Leah Binder, president of the Leapfrog Group, which publishes quality and safety scorecards for hospitals, said in an e-mail, "the problem with QIOs and quality improvement efforts is the deliberate absence of transparency. Yet where we see breakthroughs in quality improvement, invariably data and progress were made publicly available. Examples are [reductions in] early elective deliveries and central line-associated bloodstream infections."

Many Jobs Eliminated or Moved
CMS's overhaul is most certainly a dramatic one, and not only because it completely separates the QIO's two main functions. Regionalization will also in effect abolish the contracts CMS has with the 53 organizations now working in their own states in those dual roles.

The result could be a loss of jobs for hundreds if not thousands of QIO workers around the country, many of them physicians who review complaints and quality efforts. Some QIO companies will likely dissolve or find another market for their work.
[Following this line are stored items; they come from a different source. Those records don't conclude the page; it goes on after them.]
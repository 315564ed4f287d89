use actix_web::{HttpRequest, HttpResponse, Result as ActixResult, web};
use once_cell::sync::Lazy;

use crate::middlewares;
use crate::models::attendance::requests::{
    AttendanceListQuery, MarkAttendanceRequest, UpdateAttendanceRequest,
};
use crate::models::users::entities::UserRole;
use crate::services::AttendanceService;
use crate::utils::SafeAttendanceIdI64;

// 懒加载的全局 ATTENDANCE_SERVICE 实例
static ATTENDANCE_SERVICE: Lazy<AttendanceService> = Lazy::new(AttendanceService::new_lazy);

// HTTP处理程序
pub async fn mark_attendance(
    req: HttpRequest,
    mark_data: web::Json<MarkAttendanceRequest>,
) -> ActixResult<HttpResponse> {
    ATTENDANCE_SERVICE
        .mark_attendance(&req, mark_data.into_inner())
        .await
}

pub async fn list_attendances(
    req: HttpRequest,
    query: web::Query<AttendanceListQuery>,
) -> ActixResult<HttpResponse> {
    ATTENDANCE_SERVICE
        .list_attendances(&req, query.into_inner())
        .await
}

pub async fn my_absences(req: HttpRequest) -> ActixResult<HttpResponse> {
    ATTENDANCE_SERVICE.my_absences(&req).await
}

pub async fn get_attendance(
    req: HttpRequest,
    attendance_id: SafeAttendanceIdI64,
) -> ActixResult<HttpResponse> {
    ATTENDANCE_SERVICE.get_attendance(&req, attendance_id.0).await
}

pub async fn update_attendance(
    req: HttpRequest,
    attendance_id: SafeAttendanceIdI64,
    update_data: web::Json<UpdateAttendanceRequest>,
) -> ActixResult<HttpResponse> {
    ATTENDANCE_SERVICE
        .update_attendance(&req, attendance_id.0, update_data.into_inner())
        .await
}

pub async fn delete_attendance(
    req: HttpRequest,
    attendance_id: SafeAttendanceIdI64,
) -> ActixResult<HttpResponse> {
    ATTENDANCE_SERVICE
        .delete_attendance(&req, attendance_id.0)
        .await
}

// 配置路由
pub fn configure_attendance_routes(cfg: &mut web::ServiceConfig) {
    cfg.service(
        web::scope("/api/v1/attendance")
            .wrap(middlewares::RequireJWT)
            .service(
                web::resource("")
                    .route(web::get().to(list_attendances))
                    .route(
                        web::post()
                            .to(mark_attendance)
                            .wrap(middlewares::RequireRole::new_any(UserRole::staff_roles())),
                    ),
            )
            .service(
                web::resource("/me/absences").route(
                    web::get()
                        .to(my_absences)
                        .wrap(middlewares::RequireRole::new(&UserRole::Student)),
                ),
            )
            .service(
                web::resource("/{attendance_id}")
                    .route(web::get().to(get_attendance))
                    .route(
                        web::put()
                            .to(update_attendance)
                            .wrap(middlewares::RequireRole::new_any(UserRole::staff_roles())),
                    )
                    .route(
                        web::delete()
                            .to(delete_attendance)
                            .wrap(middlewares::RequireRole::new_any(UserRole::admin_roles())),
                    ),
            ),
    );
}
But there will be some new jobs. The QIO restructuring will undoubtedly spawn new companies that bid for regional work instead of in a single state. Those contracts will last five years instead of three, and will cost $4 billion instead of $1.6 billion.

The first system to roll out of CMS is the Beneficiary and Family-Centered Care program, which will handle beneficiary complaints, or "case review and monitoring activities." Instead of being carried out within each of the 53 organizations, two contractors will handle beneficiary complaints for the entire country, divided into five regions.

Livanta, LLC of Annapolis, MD, will handle complaints about providers in two regions, including 18 states in western and north Atlantic states, plus Puerto Rico and the Virgin Islands. The currently contracted QIO for Ohio, KePRO, will investigate complaints beneficiaries submit about providers in three regions, which include the remaining states and the District of Columbia.

In July, CMS will award contracts for the second part of QIO function, working with providers on voluntary quality improvement initiatives. Here too, there will be dramatic consolidation. Replacing the 53 QIOs that each represent one state or territory will result in between nine and 18 organizations that each represent between three to six states.

And there will likely be another casualty of consolidation — the potential loss of local connections with hospitals and other providers in each state. So it's important for CMS to make sure its contractors though CMS for its contractors to maintain representation in towns and cities, and not try to grapple with issues from thousands of miles away.

As it writes these new contracts, CMS must take care to make sure that doesn't happen. There could be some serious loss in quality improvement if that happens.